Omicidio o gesto d’amore?
Una sentenza in tema di eutanasia.
E’ stata pubblicata su "Guida al Diritto" del 10 ottobre 2002 la motivazione della sentenza della Corte di Assise di Appello di Milano su una vicenda che ha fatto molto scalpore, anche per il rilievo che ne hanno dato la stampa e la televisione. I giudici del secondo grado dovevano decidere sull’appello contro la sentenza della Corte di Assise di Monza che aveva condannato l’imputato alla pena di sei anni di reclusione per il reato di omicidio premeditato della moglie.
La donna era stata ricoverata in ospedale per una piastrinopenia, con manifestazioni di emorragia a livello cutaneo.
Dopo cinque giorni si manifestava una emorragia endocranica. Il giorno dopo la paziente entrava in coma, con due focolai emorragici intracranici La donna veniva operata d’urgenza, risultando il quadro clinico estremamente grave.
Dai continui e scrupolosi monitoraggi, dalle annotazioni sulla cartella clinica e dalle dichiarazioni dei medici curanti si poteva trarre la conclusione che la paziente fosse ormai un "cadavere a cuore battente" grazie all’intervento artificiale delle macchine, senza che ancora fosse formalmente certificata la morte cerebrale.
Secondo la normativa vigente, dettata dalla legge 29/12/93 n°578 e dal decreto ministeriale n° 582 del 22/8/94, la dichiarazione di morte (con la conseguenza della possibilità di interrompere legittimamente l’erogazione anche artificiale di prestazioni sanitarie) si può fare solo a seguito di una accertata diagnosi di morte cerebrale. Per morte cerebrale si intende la morte del paziente diagnosticata, anziché con criteri cardiologici, utilizzando invece criteri cerebrali, in virtù della loro maggiore sensibilità che permette di anticipare la diagnosi. Il processo letale infatti non è quasi mai istantaneo, ma si prolunga nel tempo. La sua fase iniziale può coinvolgere il paziente in quanto organismo, ma non ancora pienamente e irreversibilmente i singoli organi. Questo intervallo, che di solito è reso possibile dall’intervento delle macchine, rende praticabile l’espianto e il trapianto degli organi. Nel caso in questione l’ultimo monitoraggio cerebrale era stato eseguito alle 5,30 del mattino evidenziando esili scintille di vita, il che significa che la morte avrebbe potuto verificarsi in qualunque momento successivo. A una specifica domanda proposta in dibattimento se al momento del fatto poteva già essersi verificata la morte cerebrale, uno dei medici curanti rispondeva con certezza: "Sì, poteva esserci morte cerebrale".

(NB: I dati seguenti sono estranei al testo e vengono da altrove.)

use std::io::Read;
use std::path::Path;

use anyhow::Context;
use chrono::NaiveDate;

use crate::models::{
    CareAccess, ChronicCondition, Education, HeadOfHousehold, HealthProfile, Housing, Overcrowding,
    SocialParticipation, SupportNetwork,
};
use crate::session::{FamilyForm, Session};

/// One spreadsheet row. Blank flag cells read as `false`.
#[derive(Debug, serde::Deserialize)]
struct CsvRow {
    sector: String,
    apellido: String,
    num_integrantes: u32,
    jefe_nombre: String,
    jefe_edad: u32,
    jefe_ocupacion: String,
    tipo_vivienda: String,
    hacinamiento: Overcrowding,
    red_apoyo: SupportNetwork,
    participacion_social: SocialParticipation,
    acceso_aps: CareAccess,
    #[serde(default)]
    enfermedades_cronicas: String,
    embarazo_adolescente: Option<bool>,
    violencia_intrafamiliar: Option<bool>,
    consumo_drogas: Option<bool>,
    desempleo: Option<bool>,
    discapacidad: Option<bool>,
    adulto_mayor: Option<bool>,
    baja_escolaridad: Option<bool>,
    #[serde(default)]
    observaciones: String,
    fecha_registro: NaiveDate,
    responsable: String,
}

impl From<CsvRow> for FamilyForm {
    fn from(row: CsvRow) -> Self {
        FamilyForm {
            sector: row.sector,
            surname: row.apellido,
            members: row.num_integrantes,
            head: HeadOfHousehold {
                name: row.jefe_nombre,
                age: row.jefe_edad,
                occupation: row.jefe_ocupacion,
            },
            housing: Housing {
                kind: row.tipo_vivienda,
                overcrowding: row.hacinamiento,
                support_network: row.red_apoyo,
                social_participation: row.participacion_social,
                care_access: row.acceso_aps,
            },
            health: HealthProfile {
                chronic_conditions: row
                    .enfermedades_cronicas
                    .split(';')
                    .filter(|label| !label.trim().is_empty())
                    .map(ChronicCondition::from_label)
                    .collect(),
                adolescent_pregnancy: row.embarazo_adolescente.unwrap_or_default(),
                domestic_violence: row.violencia_intrafamiliar.unwrap_or_default(),
                substance_use: row.consumo_drogas.unwrap_or_default(),
                unemployment: row.desempleo.unwrap_or_default(),
                disability: row.discapacidad.unwrap_or_default(),
                elder_present: row.adulto_mayor.unwrap_or_default(),
            },
            education: row
                .baja_escolaridad
                .map(|low_schooling| Education { low_schooling }),
            observations: row.observaciones,
            registered_on: row.fecha_registro,
            registered_by: row.responsable,
        }
    }
}

/// Registers every row as a family. Stops at the first bad row; rows before
/// it stay registered.
pub fn import_families<R: Read>(session: &mut Session, reader: R) -> anyhow::Result<usize> {
    let mut reader = csv::Reader::from_reader(reader);
    let mut inserted = 0usize;

    for (index, result) in reader.deserialize::<CsvRow>().enumerate() {
        // Header is line 1.
        let line = index + 2;
        let row = result.with_context(|| format!("invalid family row at line {line}"))?;
        session
            .register_family(row.into())
            .with_context(|| format!("rejected family at line {line}"))?;
        inserted += 1;
    }

    tracing::info!(inserted, "families imported");
    Ok(inserted)
}

pub fn import_csv(session: &mut Session, csv_path: &Path) -> anyhow::Result<usize> {
    let file = std::fs::File::open(csv_path)
        .with_context(|| format!("failed to open {}", csv_path.display()))?;
    import_families(session, file)
}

L’imputato si presentava in ospedale alle 6,30. Essendo stato informato delle condizioni della moglie, e che gli esiti dell’ultima tomografia avevano escluso l’utilità di altri interventi, entrava nel reparto rianimazione e staccava i tubi della ventilazione collegati al corpo della donna. Chiedeva e otteneva l’intervento di un medico per accertare il decesso della moglie, al cui dito infilava poi la sua fede in un rinnovato patto d’amore.
Questi sono i fatti che determinarono la Corte di Assise di primo grado a condannare l’imputato per omicidio premeditato.

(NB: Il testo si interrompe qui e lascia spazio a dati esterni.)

use serde::{Deserialize, Serialize};

use crate::analysis::{CommunityDiagnostic, Condition};
use crate::models::InterventionType;

#[derive(Debug, Clone, PartialEq, Serialize, Deserialize)]
pub struct InterventionTemplate {
    #[serde(rename = "nombre")]
    pub name: String,
    #[serde(rename = "tipo")]
    pub kind: InterventionType,
    #[serde(rename = "objetivo")]
    pub objective: String,
    #[serde(rename = "poblacion")]
    pub population: String,
    #[serde(rename = "actividades")]
    pub activities: Vec<String>,
    #[serde(rename = "duracion_meses")]
    pub duration_months: u32,
    #[serde(rename = "frecuencia")]
    pub frequency: String,
    #[serde(rename = "recursos")]
    pub resources: Vec<String>,
    #[serde(rename = "indicadores")]
    pub indicators: Vec<String>,
}

struct Entry {
    name: &'static str,
    kind: InterventionType,
    objective: &'static str,
    population: &'static str,
    activities: &'static [&'static str],
    duration_months: u32,
    frequency: &'static str,
    resources: &'static [&'static str],
    indicators: &'static [&'static str],
}

fn owned(items: &[&str]) -> Vec<String> {
    items.iter().map(|item| item.to_string()).collect()
}

impl From<&Entry> for InterventionTemplate {
    fn from(entry: &Entry) -> Self {
        InterventionTemplate {
            name: entry.name.to_string(),
            kind: entry.kind,
            objective: entry.objective.to_string(),
            population: entry.population.to_string(),
            activities: owned(entry.activities),
            duration_months: entry.duration_months,
            frequency: entry.frequency.to_string(),
            resources: owned(entry.resources),
            indicators: owned(entry.indicators),
        }
    }
}

const DIABETES: &[Entry] = &[
    Entry {
        name: "Programa de Educación Diabetológica",
        kind: InterventionType::Preventive,
        objective: "Mejorar el control de la diabetes y prevenir complicaciones",
        population: "Personas con diabetes y sus familias",
        activities: &[
            "Talleres de educación en diabetes",
            "Grupos de apoyo para diabéticos",
            "Control de glicemia domiciliario",
            "Educación nutricional específica",
        ],
        duration_months: 6,
        frequency: "Semanal",
        resources: &["Educador en diabetes", "Nutricionista", "Glucómetros"],
        indicators: &[
            "Control glicémico",
            "Adherencia al tratamiento",
            "Complicaciones",
        ],
    },
    Entry {
        name: "Talleres de Cocina Saludable",
        kind: InterventionType::Promotional,
        objective: "Enseñar preparación de alimentos saludables para diabéticos",
        population: "Familias con miembros diabéticos",
        activities: &[
            "Clases de cocina práctica",
            "Recetarios saludables",
            "Planificación de menús semanales",
        ],
        duration_months: 3,
        frequency: "Quincenal",
        resources: &["Cocina equipada", "Nutricionista", "Ingredientes"],
        indicators: &["Cambios en hábitos alimentarios", "Control de peso"],
    },
];

const HYPERTENSION: &[Entry] = &[Entry {
    name: "Programa de Control de Hipertensión",
    kind: InterventionType::Preventive,
    objective: "Controlar la presión arterial y prevenir complicaciones cardiovasculares",
    population: "Personas con hipertensión arterial",
    activities: &[
        "Control de presión arterial regular",
        "Educación sobre medicamentos",
        "Talleres de reducción de sodio",
        "Actividad física adaptada",
    ],
    duration_months: 12,
    frequency: "Mensual",
    resources: &[
        "Tensiómetros",
        "Educador en salud",
        "Monitor de actividad física",
    ],
    indicators: &["Control de presión arterial", "Adherencia al tratamiento"],
}];

const OBESITY: &[Entry] = &[Entry {
    name: "Programa de Actividad Física Comunitaria",
    kind: InterventionType::Promotional,
    objective: "Promover hábitos de vida saludable y control de peso",
    population: "Personas con sobrepeso y obesidad",
    activities: &[
        "Clases de ejercicio grupal",
        "Caminatas comunitarias",
        "Talleres de nutrición",
        "Seguimiento de peso y medidas",
    ],
    duration_months: 6,
    frequency: "Semanal",
    resources: &[
        "Instructor de actividad física",
        "Nutricionista",
        "Balanzas",
    ],
    indicators: &[
        "Pérdida de peso",
        "Mejora en condición física",
        "Adherencia",
    ],
}];

const OVERCROWDING: &[Entry] = &[Entry {
    name: "Programa de Mejora Habitacional",
    kind: InterventionType::Community,
    objective: "Mejorar las condiciones de vivienda y hacinamiento",
    population: "Familias en situación de hacinamiento",
    activities: &[
        "Asesoría en mejoras habitacionales",
        "Gestión de subsidios habitacionales",
        "Talleres de organización del espacio",
        "Apoyo en trámites municipales",
    ],
    duration_months: 12,
    frequency: "Mensual",
    resources: &["Asistente social", "Arquitecto", "Gestor municipal"],
    indicators: &["Reducción del hacinamiento", "Mejoras habitacionales"],
}];

const DOMESTIC_VIOLENCE: &[Entry] = &[Entry {
    name: "Programa de Prevención de Violencia Intrafamiliar",
    kind: InterventionType::Preventive,
    objective: "Prevenir y detectar casos de violencia intrafamiliar",
    population: "Familias en riesgo de violencia",
    activities: &[
        "Talleres de resolución pacífica de conflictos",
        "Educación en derechos humanos",
        "Detección temprana de violencia",
        "Derivación a servicios especializados",
    ],
    duration_months: 6,
    frequency: "Quincenal",
    resources: &["Psicólogo", "Trabajador social", "Abogado"],
    indicators: &[
        "Reducción de casos de violencia",
        "Derivaciones exitosas",
    ],
}];

const SUBSTANCE_USE: &[Entry] = &[Entry {
    name: "Programa de Prevención de Consumo de Drogas",
    kind: InterventionType::Preventive,
    objective: "Prevenir el consumo de drogas y apoyar la rehabilitación",
    population: "Adolescentes y jóvenes en riesgo",
    activities: &[
        "Talleres de prevención en colegios",
        "Actividades deportivas y recreativas",
        "Apoyo a familias afectadas",
        "Derivación a centros de rehabilitación",
    ],
    duration_months: 12,
    frequency: "Semanal",
    resources: &["Psicólogo", "Monitor deportivo", "Educador"],
    indicators: &[
        "Reducción del consumo",
        "Participación en actividades",
    ],
}];

const ADOLESCENT_PREGNANCY: &[Entry] = &[Entry {
    name: "Programa de Salud Sexual y Reproductiva",
    kind: InterventionType::Preventive,
    objective: "Prevenir embarazos adolescentes y promover salud sexual",
    population: "Adolescentes y jóvenes",
    activities: &[
        "Educación sexual integral",
        "Talleres de proyecto de vida",
        "Acceso a métodos anticonceptivos",
        "Apoyo a madres adolescentes",
    ],
    duration_months: 12,
    frequency: "Mensual",
    resources: &["Matrona", "Psicólogo", "Educador en salud"],
    indicators: &[
        "Reducción de embarazos adolescentes",
        "Uso de anticonceptivos",
    ],
}];

const UNEMPLOYMENT: &[Entry] = &[Entry {
    name: "Programa de Inserción Laboral",
    kind: InterventionType::Community,
    objective: "Mejorar las oportunidades laborales de la comunidad",
    population: "Personas desempleadas",
    activities: &[
        "Capacitación laboral",
        "Talleres de emprendimiento",
        "Gestión de empleos",
        "Apoyo en currículum vitae",
    ],
    duration_months: 6,
    frequency: "Semanal",
    resources: &["Orientador laboral", "Capacitador", "Gestor de empleos"],
    indicators: &["Inserción laboral", "Creación de emprendimientos"],
}];

const LOW_SCHOOLING: &[Entry] = &[Entry {
    name: "Programa de Alfabetización y Educación",
    kind: InterventionType::Promotional,
    objective: "Mejorar los niveles de educación de la comunidad",
    population: "Personas con baja escolaridad",
    activities: &[
        "Clases de alfabetización",
        "Apoyo escolar para niños",
        "Talleres de computación",
        "Preparación para exámenes libres",
    ],
    duration_months: 12,
    frequency: "Semanal",
    resources: &["Profesor", "Computadores", "Material educativo"],
    indicators: &[
        "Mejora en niveles de lectura",
        "Aprobación de exámenes",
    ],
}];

const CARE_ACCESS: &[Entry] = &[Entry {
    name: "Programa de Acceso a Servicios de Salud",
    kind: InterventionType::Community,
    objective: "Mejorar el acceso a servicios de salud de la comunidad",
    population: "Personas con dificultades de acceso",
    activities: &[
        "Transporte comunitario a centros de salud",
        "Atención domiciliaria",
        "Gestión de horas médicas",
        "Educación en derechos de salud",
    ],
    duration_months: 12,
    frequency: "Mensual",
    resources: &["Movilización", "Personal de salud", "Gestor"],
    indicators: &["Mejora en acceso", "Satisfacción usuaria"],
}];

const COMMUNITY_STRENGTHENING: Entry = Entry {
    name: "Programa de Fortalecimiento Comunitario",
    kind: InterventionType::Promotional,
    objective: "Potenciar las fortalezas identificadas en la comunidad",
    population: "Toda la comunidad",
    activities: &[
        "Talleres de liderazgo comunitario",
        "Organización de eventos comunitarios",
        "Fortalecimiento de redes sociales",
        "Desarrollo de proyectos comunitarios",
    ],
    duration_months: 6,
    frequency: "Mensual",
    resources: &["Facilitador comunitario", "Espacio de reunión"],
    indicators: &[
        "Participación comunitaria",
        "Desarrollo de proyectos",
    ],
};

fn entries_for(condition: Condition) -> &'static [Entry] {
    match condition {
        Condition::Diabetes => DIABETES,
        Condition::Hypertension => HYPERTENSION,
        Condition::Obesity => OBESITY,
        Condition::Overcrowding => OVERCROWDING,
        Condition::DomesticViolence => DOMESTIC_VIOLENCE,
        Condition::SubstanceUse => SUBSTANCE_USE,
        Condition::AdolescentPregnancy => ADOLESCENT_PREGNANCY,
        Condition::Unemployment => UNEMPLOYMENT,
        Condition::LowSchooling => LOW_SCHOOLING,
        Condition::CareAccess => CARE_ACCESS,
    }
}

pub fn templates_for(condition: Condition) -> Vec<InterventionTemplate> {
    entries_for(condition).iter().map(Into::into).collect()
}

pub fn community_strengthening_program() -> InterventionTemplate {
    (&COMMUNITY_STRENGTHENING).into()
}

/// Maps each priority condition to its catalog templates, in priority
/// order. One generic strengthening program is appended whenever any
/// community strength was recorded; which strengths they are does not
/// matter.
pub fn suggest_interventions(diagnostic: &CommunityDiagnostic) -> Vec<InterventionTemplate> {
    let mut suggestions: Vec<InterventionTemplate> = diagnostic
        .priorities
        .iter()
        .flat_map(|priority| templates_for(priority.condition))
        .collect();

    if !diagnostic.strengths.is_empty() {
        suggestions.push(community_strengthening_program());
    }

    suggestions
}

I giudici milanesi hanno annullato la condanna e hanno assolto l’imputato. Per eutanasia, come sarebbe auspicabile de iure condendo? No, la Corte non ha avuto questa possibilità, ma ha trovato egualmente il coraggio di assolvere l’imputato affermando che non vi era la prova che al momento della "estubazione" la paziente fosse viva e non cerebralmente morta. La prova in effetti era diabolica, ma anche il ragionamento della Corte appare acrobatico. L’accertamento della morte , nel caso in esame, risulta complicato non essendo stato effettuato il monitoraggio nel momento immediatamente precedente il distacco della ventilazione artificiale, ma soltanto un’ora prima. La Corte giunge a tale accertamento con procedimento indiziario, che sulla base degli elementi a disposizione non poteva che concludersi con l’insufficienza di prove. Vi erano altissime probabilità che nel periodo di tempo di un’ora la morte cerebrale si fosse verificata, date le gravissime condizioni della donna, ma non vi era la certezza. D’altro canto non vi era assolutamente certezza che la donna fosse ancora in vita.
Convinca o meno questa sentenza coraggiosa, è evidente una volta di più che bisogna aprirsi senza pregiudizi all’eutanasia, valutandone lo spessore morale e la pietas che la muove. Resta urgente l’opportunità di un intervento legislativo radicale, che legittimi l’eutanasia, o quanto meno riduca il minimo della pena e riconosca attenuanti ad effetto speciale per i casi di omicidio del consenziente, ovvero di omicidio "pietoso", nel senso indicato dalla dottrina e anche dalla Corte europea dei diritti dell’uomo.